Australia has one of the most famous gambling scenes, with two outstanding leaders in this industry located there, The Crown and Star, who rely on rich gamblers coming in from China.  So as on mainland China it is illegal to gamble the VIP gamblers come in Australia to get access to online gambling for real money and play here online pokies games. These establishments are already experiencing huge losses. The USB forecast even went on to say that these casinos will likely see a 50% drop in their income because of the outbreak. These casinos are a tourist destination as well, and considering the dangers that come with flying in the regions around China, these casinos are bound to have a pretty rough quarter.

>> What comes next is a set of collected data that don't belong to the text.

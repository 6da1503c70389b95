//! # Hosted Auth Client
//!
//! [`AuthProvider`] is the seam between the auth service and whoever actually
//! checks credentials. [`FirebaseAuthClient`] talks to the Identity Toolkit
//! REST API; the local provider lives in `local_auth`.
//!
//! Provider errors carry the service's own error code (`EMAIL_NOT_FOUND`,
//! `WEAK_PASSWORD`, ...). Turning codes into user-facing text is the auth
//! service's job.

use async_trait::async_trait;
use log::{debug, info};
use reqwest::Client;
use serde::Deserialize;
use serde_json::json;
use thiserror::Error;

pub const DEFAULT_IDENTITY_TOOLKIT_URL: &str = "https://identitytoolkit.googleapis.com/v1";

/// Role given to accounts that carry no explicit role
pub const DEFAULT_ROLE: &str = "staff";

/// Identity returned by a successful sign-in or sign-up
#[derive(Debug, Clone, PartialEq)]
pub struct AuthUser {
    pub uid: String,
    pub email: String,
    pub display_name: Option<String>,
    pub role: String,
    /// Bearer token for the hosted backend; `None` for local accounts
    pub id_token: Option<String>,
}

/// Failure reported by an auth provider
#[derive(Debug, Clone, PartialEq, Eq, Error)]
#[error("{code}: {message}")]
pub struct AuthError {
    pub code: String,
    pub message: String,
}

impl AuthError {
    pub fn new(code: impl Into<String>, message: impl Into<String>) -> Self {
        Self { code: code.into(), message: message.into() }
    }

    /// Error whose message is just its code
    pub fn code(code: &str) -> Self {
        Self::new(code, code)
    }

    pub fn network(message: impl Into<String>) -> Self {
        Self::new("NETWORK_ERROR", message)
    }
}

/// Credential checks delegated to an identity service
#[async_trait]
pub trait AuthProvider: Send + Sync {
    fn provider_name(&self) -> &'static str;

    async fn sign_in(&self, email: &str, password: &str) -> Result<AuthUser, AuthError>;

    async fn sign_up(&self, email: &str, password: &str, display_name: Option<&str>) -> Result<AuthUser, AuthError>;

    async fn sign_out(&self) -> Result<(), AuthError>;

    async fn send_password_reset(&self, email: &str) -> Result<(), AuthError>;
}

#[derive(Debug, Deserialize)]
#[serde(rename_all = "camelCase")]
struct IdentityResponse {
    local_id: String,
    #[serde(default)]
    email: String,
    #[serde(default)]
    display_name: Option<String>,
    #[serde(default)]
    id_token: Option<String>,
}

#[derive(Debug, Deserialize)]
struct ErrorEnvelope {
    error: ErrorBody,
}

#[derive(Debug, Deserialize)]
struct ErrorBody {
    #[serde(default)]
    message: String,
}

/// Identity Toolkit (Firebase Auth) REST client
#[derive(Clone)]
pub struct FirebaseAuthClient {
    http: Client,
    api_key: String,
    base_url: String,
}

impl FirebaseAuthClient {
    pub fn new(api_key: impl Into<String>) -> Self {
        Self::with_base_url(api_key, DEFAULT_IDENTITY_TOOLKIT_URL)
    }

    pub fn with_base_url(api_key: impl Into<String>, base_url: impl Into<String>) -> Self {
        Self {
            http: Client::new(),
            api_key: api_key.into(),
            base_url: base_url.into().trim_end_matches('/').to_string(),
        }
    }

    async fn call(&self, method: &str, body: serde_json::Value) -> Result<serde_json::Value, AuthError> {
        let url = format!("{}/accounts:{}", self.base_url, method);
        debug!("POST accounts:{}", method);

        let response = self
            .http
            .post(&url)
            .query(&[("key", self.api_key.as_str())])
            .json(&body)
            .send()
            .await
            .map_err(|e| AuthError::network(e.to_string()))?;

        let status = response.status();
        let text = response.text().await.map_err(|e| AuthError::network(e.to_string()))?;

        if !status.is_success() {
            return Err(parse_error(&text));
        }

        serde_json::from_str(&text).map_err(|e| AuthError::new("INVALID_RESPONSE", e.to_string()))
    }

    fn to_user(value: serde_json::Value) -> Result<AuthUser, AuthError> {
        let identity: IdentityResponse =
            serde_json::from_value(value).map_err(|e| AuthError::new("INVALID_RESPONSE", e.to_string()))?;
        Ok(AuthUser {
            uid: identity.local_id,
            email: identity.email,
            display_name: identity.display_name.filter(|n| !n.is_empty()),
            role: DEFAULT_ROLE.to_string(),
            id_token: identity.id_token,
        })
    }
}

/// Pull the error code out of an Identity Toolkit error body
///
/// Messages look like `"EMAIL_NOT_FOUND"` or
/// `"WEAK_PASSWORD : Password should be at least 6 characters"`.
fn parse_error(body: &str) -> AuthError {
    match serde_json::from_str::<ErrorEnvelope>(body) {
        Ok(envelope) => {
            let message = envelope.error.message;
            let code = message.split(" : ").next().unwrap_or_default().trim().to_string();
            if code.is_empty() {
                AuthError::new("UNKNOWN", message)
            } else {
                AuthError::new(code, message)
            }
        }
        Err(_) => AuthError::new("UNKNOWN", body.to_string()),
    }
}

#[async_trait]
impl AuthProvider for FirebaseAuthClient {
    fn provider_name(&self) -> &'static str {
        "firebase"
    }

    async fn sign_in(&self, email: &str, password: &str) -> Result<AuthUser, AuthError> {
        let response = self
            .call(
                "signInWithPassword",
                json!({ "email": email, "password": password, "returnSecureToken": true }),
            )
            .await?;
        let user = Self::to_user(response)?;
        info!("Signed in {} via Firebase", user.email);
        Ok(user)
    }

    async fn sign_up(&self, email: &str, password: &str, display_name: Option<&str>) -> Result<AuthUser, AuthError> {
        let response = self
            .call("signUp", json!({ "email": email, "password": password, "returnSecureToken": true }))
            .await?;
        let mut user = Self::to_user(response)?;

        if let (Some(name), Some(token)) = (display_name, user.id_token.as_deref()) {
            self.call(
                "update",
                json!({ "idToken": token, "displayName": name, "returnSecureToken": false }),
            )
            .await?;
            user.display_name = Some(name.to_string());
        }

        info!("Registered {} via Firebase", user.email);
        Ok(user)
    }

    async fn sign_out(&self) -> Result<(), AuthError> {
        // ID tokens are stateless; dropping the local session is all there is
        Ok(())
    }

    async fn send_password_reset(&self, email: &str) -> Result<(), AuthError> {
        self.call("sendOobCode", json!({ "requestType": "PASSWORD_RESET", "email": email }))
            .await?;
        info!("Password reset email requested for {}", email);
        Ok(())
    }
}

#[cfg(test)]
mod tests {
    use super::*;

    #[test]
    fn test_parse_error_extracts_code() {
        let body = r#"{"error":{"code":400,"message":"WEAK_PASSWORD : Password should be at least 6 characters"}}"#;
        let error = parse_error(body);
        assert_eq!(error.code, "WEAK_PASSWORD");
        assert!(error.message.contains("at least 6"));

        let plain = parse_error(r#"{"error":{"code":400,"message":"EMAIL_NOT_FOUND"}}"#);
        assert_eq!(plain.code, "EMAIL_NOT_FOUND");

        assert_eq!(parse_error("<html>bad gateway</html>").code, "UNKNOWN");
    }
}
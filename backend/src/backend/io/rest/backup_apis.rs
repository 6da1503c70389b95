//! # REST API for Backup and Restore

use axum::{
    extract::State,
    http::StatusCode,
    response::{IntoResponse, Json},
};
use log::{error, info};
use shared::BackupDocument;

use super::service_failure;
use crate::backend::AppState;

/// Full backup as a JSON document
pub async fn export_backup(State(state): State<AppState>) -> impl IntoResponse {
    info!("GET /api/backup/export");

    match state.backup_service.export().await {
        Ok(document) => (StatusCode::OK, Json(document)).into_response(),
        Err(e) => {
            error!("Failed to export backup: {:#}", e);
            service_failure(&e, StatusCode::INTERNAL_SERVER_ERROR)
        }
    }
}

/// Replace collections with those in the uploaded backup
pub async fn import_backup(State(state): State<AppState>, Json(document): Json<BackupDocument>) -> impl IntoResponse {
    info!("POST /api/backup/import - {} collections", document.collections.len());

    match state.backup_service.import(document).await {
        Ok(response) => (StatusCode::OK, Json(response)).into_response(),
        Err(e) => {
            error!("Failed to import backup: {:#}", e);
            service_failure(&e, StatusCode::BAD_REQUEST)
        }
    }
}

The airline companies will also experience huge losses these following weeks and since we don’t know whether there will be a solution anytime soon, and how bad the coronavirus can get, these estimations could really grow, causing even bigger disruptions. The exact numbers could change in a matter of weeks, depending on how the virus behaves, but one thing is clear, the outbreak has greatly affected the economies around the world, and especially in the region. Australia is already recovering from the terrible bushfires that have destroyed a lot of Australia’s wildlife and facilities.

Also Read- Simple Blood Test May Help Improve Diagnosis of Ovarian Cancer: Study

Now in addition to that, the country is experiencing the consequences of the virus outbreak and is feeling the results of the outbreak on its economy and financial sector, with tourism and entertainment, two for the huge parts of the Australian economy, taking the biggest hit.